We're being careful, of course. We're going to be -- continue to invest modestly in R&D to keep up with our customers' demand and of course in sales for the same reason. But we are being very careful to watch how the bookings trends go. Our people are on kind of alert to make sure that we are not overspending in SG&A. And that's one of our key internal points over the next couple of quarters, is to make sure that we hold. We're not at a point of reducing costs, cutting costs, but we're just being very careful in terms of adding to our SG&A.

Martin P. Slark

Craig, I would say that if you look at our headcount around the world, about 25% of our headcount in our plants today, and it's kind of one of the lessons we learned from the financial crisis and the tech bubble bursting, is now temporary or contract labor. And actually in some parts of our business, plants that are building consumer products, we have been flexing down that headcount to reflect a lot of demand. We've actually been increasing it in some other factories where the demand has been higher. So I think we have a bit more flexibility in our model to flex the headcount up and down, both either by plant or on a global basis when we see the demand vary.

Operator

Your next question comes from the line of Anil Doradla with William Blair.

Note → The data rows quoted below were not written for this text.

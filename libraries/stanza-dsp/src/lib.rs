//! Stanza Master DSP
//!
//! The mastering signal chain: biquad filter design and state, the fixed
//! filter cascade (cleanup high-pass, 5-band EQ, polish filters), the shared
//! dynamics model (glue compression and true-peak limiting), and mid/side
//! stereo width. All stages operate on interleaved f32 samples in
//! [-1.0, 1.0].
//!
//! The chain is organized as an ordered list of stage parameters resolved
//! from one [`MasteringSettings`](stanza_core::MasteringSettings) snapshot,
//! plus one mutable state arena per running graph ([`MasterChain`]). Preview
//! and offline render both drive the same [`MasterChain::process_block`],
//! which is what makes the two modes sample-identical.
//!
//! # Example
//!
//! ```rust
//! use stanza_core::MasteringSettings;
//! use stanza_dsp::MasterChain;
//!
//! let settings = MasteringSettings::default();
//! let mut chain = MasterChain::new(44_100, 2, &settings);
//!
//! let mut block = vec![0.0_f32; 1024]; // interleaved stereo
//! chain.process_block(&mut block);
//! ```

#![forbid(unsafe_code)]

mod biquad;
mod chain;
mod dynamics;
mod stereo;

pub use biquad::{Biquad, BiquadCoeffs};
pub use chain::MasterChain;
pub use dynamics::{Dynamics, DynamicsParams};
pub use stereo::StereoWidth;

#[cfg(test)]
mod tests {
    /// Generate an interleaved stereo sine wave for testing
    pub(crate) fn generate_sine(freq: f32, sample_rate: u32, duration_secs: f32) -> Vec<f32> {
        let num_samples = (sample_rate as f32 * duration_secs) as usize;
        let mut samples = Vec::with_capacity(num_samples * 2);

        for i in 0..num_samples {
            let t = i as f32 / sample_rate as f32;
            let sample = (2.0 * std::f32::consts::PI * freq * t).sin();
            samples.push(sample); // Left
            samples.push(sample); // Right
        }

        samples
    }
}
//! Adapters for a Firebase project: Identity Toolkit for accounts and
//! Firestore for profile and dossier records, both over REST.

mod client;
mod firestore;
mod identity;
pub mod value;

pub use client::{TokenSource, map_firestore_status};
pub use firestore::FirestoreDocumentStore;
pub use identity::FirebaseIdentityProvider;
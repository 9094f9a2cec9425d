//! Dossier use case.
//!
//! Every record lives under the owning user (`users/{user_id}/dossiers/{id}`);
//! the service stamps ids and timestamps and leaves persistence to the
//! [`DossierRepository`].

use std::sync::Arc;

use grace_core::config::{DossierConfig, IdStrategy};
use grace_core::dossier::{
    Clock, Dossier, DossierIdGenerator, DossierPatch, DossierRepository, DossierStatus,
    DossierType, NewDossier, SystemClock, TimestampIdGenerator, UuidIdGenerator,
};
use grace_core::error::{GraceError, Result};

pub struct DossierService {
    repository: Arc<dyn DossierRepository>,
    id_generator: Arc<dyn DossierIdGenerator>,
    clock: Arc<dyn Clock>,
}

impl DossierService {
    /// Service using timestamp ids and the system clock.
    pub fn new(repository: Arc<dyn DossierRepository>) -> Self {
        Self::from_config(repository, &DossierConfig::default())
    }

    pub fn from_config(repository: Arc<dyn DossierRepository>, config: &DossierConfig) -> Self {
        let id_generator: Arc<dyn DossierIdGenerator> = match config.id_strategy {
            IdStrategy::Timestamp => Arc::new(TimestampIdGenerator::new()),
            IdStrategy::Uuid => Arc::new(UuidIdGenerator),
        };
        Self {
            repository,
            id_generator,
            clock: Arc::new(SystemClock::new()),
        }
    }

    pub fn with_id_generator(mut self, id_generator: Arc<dyn DossierIdGenerator>) -> Self {
        self.id_generator = id_generator;
        self
    }

    pub fn with_clock(mut self, clock: Arc<dyn Clock>) -> Self {
        self.clock = clock;
        self
    }

    /// Creates a dossier with status "En cours" and no documents.
    ///
    /// An id collision fails with [`GraceError::AlreadyExists`].
    pub async fn create(&self, user_id: &str, new: NewDossier) -> Result<Dossier> {
        let now = self.clock.now();
        let dossier = Dossier {
            id: self.id_generator.next_id(),
            user_id: user_id.to_string(),
            title: new.title,
            dossier_type: new.dossier_type,
            status: DossierStatus::EnCours,
            description: new.description,
            created_at: now,
            updated_at: now,
            documents_count: 0,
        };

        self.repository.create(&dossier).await?;
        tracing::info!("[Dossier] Created {} for user {}", dossier.id, user_id);
        Ok(dossier)
    }

    /// Creates the canonical dossier for `dossier_type`.
    pub async fn create_for_type(&self, user_id: &str, dossier_type: DossierType) -> Result<Dossier> {
        self.create(user_id, NewDossier::for_type(dossier_type)).await
    }

    /// Dossiers of `user_id`, most recent first.
    pub async fn list(&self, user_id: &str) -> Result<Vec<Dossier>> {
        let dossiers = self.repository.list_by_created_desc(user_id).await?;
        tracing::debug!("[Dossier] Listed {} dossiers for user {}", dossiers.len(), user_id);
        Ok(dossiers)
    }

    pub async fn get(&self, user_id: &str, dossier_id: &str) -> Result<Dossier> {
        self.repository
            .find_by_id(user_id, dossier_id)
            .await?
            .ok_or_else(|| GraceError::not_found("dossier", dossier_id))
    }

    /// Merges `patch` into an existing dossier and stamps `updated_at`.
    ///
    /// Field values are stored as given.
    pub async fn update(&self, user_id: &str, dossier_id: &str, patch: &DossierPatch) -> Result<()> {
        self.repository
            .update(user_id, dossier_id, patch, self.clock.now())
            .await?;
        tracing::info!("[Dossier] Updated {}", dossier_id);
        Ok(())
    }

    /// Deletes without an existence check.
    pub async fn delete(&self, user_id: &str, dossier_id: &str) -> Result<()> {
        self.repository.delete(user_id, dossier_id).await?;
        tracing::info!("[Dossier] Deleted {}", dossier_id);
        Ok(())
    }

    /// Dossier counts per status, over [`Self::list`].
    pub async fn count_by_status(&self, user_id: &str) -> Result<Vec<(DossierStatus, usize)>> {
        let dossiers = self.list(user_id).await?;
        Ok(Self::tally_statuses(&dossiers))
    }

    /// Known statuses come first in their fixed order (zero counts
    /// included), followed by unrecognized ones in order of appearance.
    pub fn tally_statuses(dossiers: &[Dossier]) -> Vec<(DossierStatus, usize)> {
        let mut counts: Vec<(DossierStatus, usize)> = DossierStatus::KNOWN
            .iter()
            .map(|status| (status.clone(), 0))
            .collect();

        for dossier in dossiers {
            match counts.iter_mut().find(|(status, _)| *status == dossier.status) {
                Some((_, count)) => *count += 1,
                None => counts.push((dossier.status.clone(), 1)),
            }
        }
        counts
    }
}

#[cfg(test)]
mod tests {
    use super::*;
    use grace_core::dossier::DOSSIER_ID_PREFIX;
    use grace_infrastructure::InMemoryDocumentStore;

    struct FixedIds;

    impl DossierIdGenerator for FixedIds {
        fn next_id(&self) -> String {
            "DOS-1".to_string()
        }
    }

    #[tokio::test]
    async fn test_uuid_strategy() {
        let config = DossierConfig {
            id_strategy: IdStrategy::Uuid,
        };
        let service = DossierService::from_config(Arc::new(InMemoryDocumentStore::new()), &config);
        let dossier = service
            .create("u1", NewDossier::new("Habitation", DossierType::Habitation))
            .await
            .unwrap();
        let suffix = dossier.id.strip_prefix(DOSSIER_ID_PREFIX).unwrap();
        assert_eq!(suffix.len(), 32);
    }

    #[tokio::test]
    async fn test_id_collision_is_conflict() {
        let service = DossierService::new(Arc::new(InMemoryDocumentStore::new()))
            .with_id_generator(Arc::new(FixedIds));
        service
            .create_for_type("u1", DossierType::Auto)
            .await
            .unwrap();
        let err = service
            .create_for_type("u1", DossierType::Sante)
            .await
            .unwrap_err();
        assert_eq!(err.kind(), grace_core::ErrorKind::Conflict);

        // The first record is untouched.
        let kept = service.get("u1", "DOS-1").await.unwrap();
        assert_eq!(kept.dossier_type, DossierType::Auto);
    }

    #[tokio::test]
    async fn test_count_by_status() {
        let service = DossierService::new(Arc::new(InMemoryDocumentStore::new()));
        let a = service.create_for_type("u1", DossierType::Auto).await.unwrap();
        let b = service.create_for_type("u1", DossierType::Vie).await.unwrap();
        service.create_for_type("u1", DossierType::Voyage).await.unwrap();
        service
            .update("u1", &a.id, &DossierPatch::status("Validé"))
            .await
            .unwrap();
        service
            .update("u1", &b.id, &DossierPatch::status("Archivé"))
            .await
            .unwrap();

        let counts = service.count_by_status("u1").await.unwrap();
        assert_eq!(
            counts,
            vec![
                (DossierStatus::EnCours, 1),
                (DossierStatus::Termine, 0),
                (DossierStatus::Valide, 1),
                (DossierStatus::EnAttente, 0),
                (DossierStatus::Unrecognized("Archivé".to_string()), 1),
            ]
        );
    }
}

Anil K. Doradla - William Blair & Company L.L.C., Research Division

A couple of questions. On the telecom segment, what is the breakdown between the infrastructure and handset? And can you comment qualitatively on the -- any pick up on wireless infra? And Martin, if you look at this current weakness, you talked about fiscal cliff and some of the election issues. But qualitatively, how would you -- how is this different than previous sources of weakness? And what are you paying attention to in terms of where you would see the initial pick-up in the turnaround?

Martin P. Slark

Well, there's a lot in that question, Anil. I think in terms of the breakdown between the infrastructure and mobile, we'll get Steve to come back to you on that to give you an exact number. It's roughly, for us, I think today, about 60% infrastructure and 40% mobile. Although I'll get Steve to verify. Plus or minus a bit, it's in that bracket.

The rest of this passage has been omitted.